We have two issues. 1) We must cache somehow that the class file has no source. The ClassFile editor tries many, many times to get either the source or the source range of some elements. Each time we try to get the source for the same class file even if we could not find it the first time. And since the current rootPath doesn't work we rescan all the roots again. If we cache the fact that classFile has no source, then it is pretty fast to open the class file editor. I hacked the code to set a new tag bit on the element info and I could get back to some more normal performance. Jérôme, if you could take care of caching this information ? 2) We should open the zip file only once when we iterate over the roots. The attached patch is fixing this issue.
Created attachment 66397 [details] Proposed fix Proposed patch to open the zip file only once when iterating the roots.
It looks like the source for the ClassFile java element is requested 745 times during the opening of the ClassFile editor. This is shared between the ClassFileEditor itself and the Java outliner. For the outliner, the problem seems to come from: org.eclipse.jdt.internal.core.BinaryMember#getCategories() SourceMapper mapper= getSourceMapper(); if (mapper != null) { // ensure the class file's buffer is open so that categories are computed ((ClassFile)getClassFile()).getBuffer(); if (mapper.categories != null) { String[] categories = (String[]) mapper.categories.get(this); if (categories != null) return categories; } } return CharOperation.NO_STRINGS; } In this case, ((ClassFile)getClassFile()).getBuffer(); requests the source of the ClassFile. We definitely need a way to cache the fact that a class file has no source and there is no need to try to get it over and over again.
Jerome - isn't it going into the buffer manager ?
It doesn't use the buffer manager since there is no source.
Opened bug 186144 for the JDT/Text issue.
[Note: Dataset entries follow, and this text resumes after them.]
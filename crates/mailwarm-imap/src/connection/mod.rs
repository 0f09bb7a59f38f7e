//! IMAP connection plumbing: plaintext/TLS streams and response framing.

mod framed;
mod stream;

pub use framed::FramedStream;
pub use stream::{ImapStream, connect_plain, connect_tls, create_tls_connector};
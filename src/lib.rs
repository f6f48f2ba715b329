//! # blobfs
//!
//! Hierarchical namespace emulation over a flat, key-addressed object store:
//! files, folders, paged listings, rename, and per-directory statistics
//! synthesized from nothing but keys, a delimiter convention, and folder
//! placeholder objects.
//!
//! The [`blobfs_core`] crate holds the namespace logic; [`blobfs_store`]
//! defines the capability boundary a backing store must satisfy and ships an
//! in-memory implementation.
//!
//! ## Example
//!
//! ```rust,no_run
//! use std::sync::Arc;
//! use blobfs::{FileManager, MemoryObjectStore, NamespaceConfig};
//!
//! # async fn example() -> Result<(), Box<dyn std::error::Error>> {
//! let store = Arc::new(MemoryObjectStore::new());
//! let files = FileManager::new(store, NamespaceConfig::new("media"));
//!
//! files.create_directory("", "docs").await?;
//! files
//!     .create_file("docs/", "report.pdf", bytes::Bytes::from_static(b"..."))
//!     .await?;
//! let listing = files.list_directory("").await?;
//! # Ok(())
//! # }
//! ```

pub use blobfs_core::{
    ContainerStats, CoreError, DirectoryPage, FileManager, NamespaceConfig, RenameConfig,
    VirtualEntry,
};
pub use blobfs_store::{
    ContainerAccess, MemoryObjectStore, ObjectStore, PageToken, StoreError,
};
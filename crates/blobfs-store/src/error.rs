//! Error types for the blobfs-store crate

use crate::CopyId;
use thiserror::Error;

/// Result type alias using `StoreError`
pub type Result<T> = std::result::Result<T, StoreError>;

/// Errors that can occur at the object store boundary
#[derive(Error, Debug)]
pub enum StoreError {
    /// Container not found
    #[error("container not found: {0}")]
    ContainerNotFound(String),

    /// Object not found
    #[error("object not found: {container}/{key}")]
    NotFound { container: String, key: String },

    /// Unknown copy handle
    #[error("unknown copy handle: {0}")]
    CopyNotFound(CopyId),

    /// Continuation token not understood by this backend
    #[error("invalid continuation token: {0}")]
    InvalidToken(String),

    /// Backend-specific failure
    #[error("backend error: {0}")]
    Backend(String),
}
//! Hierarchy walking over the flat key space
//!
//! Grouped listings come back from the store one page at a time; this module
//! turns store pages into namespace entries, hiding placeholder objects and
//! synthesizing folder entries from common prefixes.

use crate::entry::{DirectoryPage, VirtualEntry};
use crate::{path, Result};
use blobfs_store::{ListItem, ListRequest, ObjectStore, PageToken};
use tracing::instrument;

/// Page size used when probing a prefix for the first non-placeholder item.
const PROBE_PAGE_SIZE: usize = 16;

/// Enumerate the immediate children of a directory prefix.
///
/// Placeholder objects are infrastructure and never appear in the result.
/// Each discovered sub-folder's `has_children` comes from a nested probe of
/// its prefix. A fresh call re-enumerates from the start; results are never
/// cached.
#[instrument(skip(store))]
pub async fn list_immediate_children<S: ObjectStore + ?Sized>(
    store: &S,
    container: &str,
    prefix: &str,
) -> Result<Vec<VirtualEntry>> {
    let mut entries = Vec::new();
    let mut token: Option<PageToken> = None;

    loop {
        let page = store
            .list(
                container,
                ListRequest::grouped(prefix, path::DELIMITER).with_token(token),
            )
            .await?;

        for item in page.items {
            if let Some(entry) = materialize(store, container, item).await? {
                entries.push(entry);
            }
        }

        match page.next_token {
            Some(next) => token = Some(next),
            None => break,
        }
    }

    Ok(entries)
}

/// Fetch one page of a directory listing.
///
/// Exactly one store page is requested, with the same delimiter grouping as
/// [`list_immediate_children`]. Group flattening happens inside the page,
/// never across pages, so a page can come back shorter than `page_size`
/// (placeholder filtering) while a continuation token is still present.
#[instrument(skip(store, token))]
pub async fn list_page<S: ObjectStore + ?Sized>(
    store: &S,
    container: &str,
    prefix: &str,
    page_size: usize,
    token: Option<PageToken>,
) -> Result<DirectoryPage> {
    let page = store
        .list(
            container,
            ListRequest::grouped(prefix, path::DELIMITER)
                .with_page_size(page_size)
                .with_token(token),
        )
        .await?;

    let mut entries = Vec::with_capacity(page.items.len());
    for item in page.items {
        if let Some(entry) = materialize(store, container, item).await? {
            entries.push(entry);
        }
    }

    Ok(DirectoryPage {
        entries,
        next_token: page.next_token,
    })
}

/// Whether anything other than a placeholder lives under a prefix.
///
/// Probes the whole subtree flat (no delimiter grouping) in small pages and
/// returns at the first non-placeholder object rather than draining the
/// enumeration. A subtree holding only placeholders at any depth has no
/// descendants.
pub async fn has_non_placeholder_descendant<S: ObjectStore + ?Sized>(
    store: &S,
    container: &str,
    prefix: &str,
) -> Result<bool> {
    let mut token: Option<PageToken> = None;

    loop {
        let page = store
            .list(
                container,
                ListRequest::recursive(prefix)
                    .with_page_size(PROBE_PAGE_SIZE)
                    .with_token(token),
            )
            .await?;

        for item in &page.items {
            if let ListItem::Object(info) = item {
                if !path::is_placeholder(&info.key) {
                    return Ok(true);
                }
            }
        }

        match page.next_token {
            Some(next) => token = Some(next),
            None => return Ok(false),
        }
    }
}

async fn materialize<S: ObjectStore + ?Sized>(
    store: &S,
    container: &str,
    item: ListItem,
) -> Result<Option<VirtualEntry>> {
    match item {
        ListItem::Object(info) => {
            if path::is_placeholder(&info.key) {
                return Ok(None);
            }
            Ok(Some(VirtualEntry::file(&info)))
        }
        ListItem::CommonPrefix(group) => {
            let has_children = has_non_placeholder_descendant(store, container, &group).await?;
            Ok(Some(VirtualEntry::folder(group, has_children)))
        }
    }
}
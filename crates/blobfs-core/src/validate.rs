//! File-name validation for the create path

use crate::{CoreError, Result};

/// Check a file name's final extension against a comma-separated allow-list.
///
/// The comparison is on the lower-cased extension; a name without an
/// extension is rejected.
pub fn check_file_name(file_name: &str, allowed_extensions: &str) -> Result<()> {
    let extension = match file_name.rsplit_once('.') {
        Some((stem, extension)) if !stem.is_empty() && !extension.is_empty() => {
            extension.to_lowercase()
        }
        _ => return Err(CoreError::InvalidFileType(file_name.to_string())),
    };

    let allowed = allowed_extensions
        .split(',')
        .map(|e| e.trim().trim_start_matches("*."))
        .any(|e| e.eq_ignore_ascii_case(&extension));

    if allowed {
        Ok(())
    } else {
        Err(CoreError::InvalidFileType(file_name.to_string()))
    }
}
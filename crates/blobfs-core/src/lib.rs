//! # Blobfs Core
//!
//! Hierarchical namespace emulation over a flat, key-addressed object store.
//!
//! This crate provides:
//! - **Path codec**: virtual path / object key conventions and the folder
//!   placeholder scheme
//! - **Namespace walking**: delimiter-grouped listing of immediate children,
//!   with placeholder objects hidden
//! - **Pagination**: one-store-page-at-a-time listing with opaque
//!   continuation tokens
//! - **Folder lifecycle**: placeholder-backed create and best-effort
//!   recursive delete
//! - **Rename protocol**: copy-then-delete with bounded status polling
//! - **Statistics**: breadth-first aggregation of counts and per-directory
//!   sizes
//!
//! ## Architecture
//!
//! ```text
//! ┌─────────────────────────────────────────┐
//! │            FileManager Facade           │
//! ├──────────┬─────────┬──────────┬─────────┤
//! │  Walker  │ Folder  │  Rename  │  Stats  │
//! ├──────────┴─────────┴──────────┴─────────┤
//! │        ObjectStore (blobfs-store)       │
//! └─────────────────────────────────────────┘
//! ```

pub mod config;
pub mod entry;
pub mod error;
pub mod folder;
pub mod manager;
pub mod path;
pub mod rename;
pub mod stats;
pub mod validate;
pub mod walker;

pub use config::{NamespaceConfig, RenameConfig};
pub use entry::{DirectoryPage, VirtualEntry};
pub use error::{CoreError, Result};
pub use manager::FileManager;
pub use stats::ContainerStats;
I don't think this is a client issue: when we have the source we also access it many times and this is expected to be fast. Are you saying we should no do the caching on the client side?
What I am saying it that both sides are guilty. We should be faster to return the source or no source when there is none, but I consider it insane the number of times the source is requested.
I think the right approach to this bug is that JDT/Core caches the fact that a class file has no source (as Olivier already said). This way clients can do as many calls as they wish, and the proposed patch (even if it is good) is not needed to fix the slowness.
No it isn't. But it will prevent too many zip accesses even on the first access.
Created attachment 66497 [details] Proposed fix The two patches are complementary. This patch introduces the notion of NullBuffer for a class file. Doing this, we reuse the buffer manager caching mechanism for free.
Jérôme, please review the last patch. Let me know what you think. I checked that on the project close() the NullBuffer is properly removed from the cache. Also this patch is passing all model tests.
Last patch looks good.
Why is wrong about the first patch ? I know it is not essential to fix this issue, but it would still prevent the zip file from being opened too many times (n + 1 times for n root instead of 2).
Released for 3.3RC1. Verifier, please check the test case described in comment 0.
I released only the second patch since I didn't get Jérôme's approval on the first one.
(In reply to comment #20) > Why is wrong about the first patch ? > I know it is not essential to fix this issue, but it would still prevent the > zip file from being opened too many times (n + 1 times for n root instead of > 2). Just give me some time to review it. The changes are not obvious. Changes in the last patch were much simpler.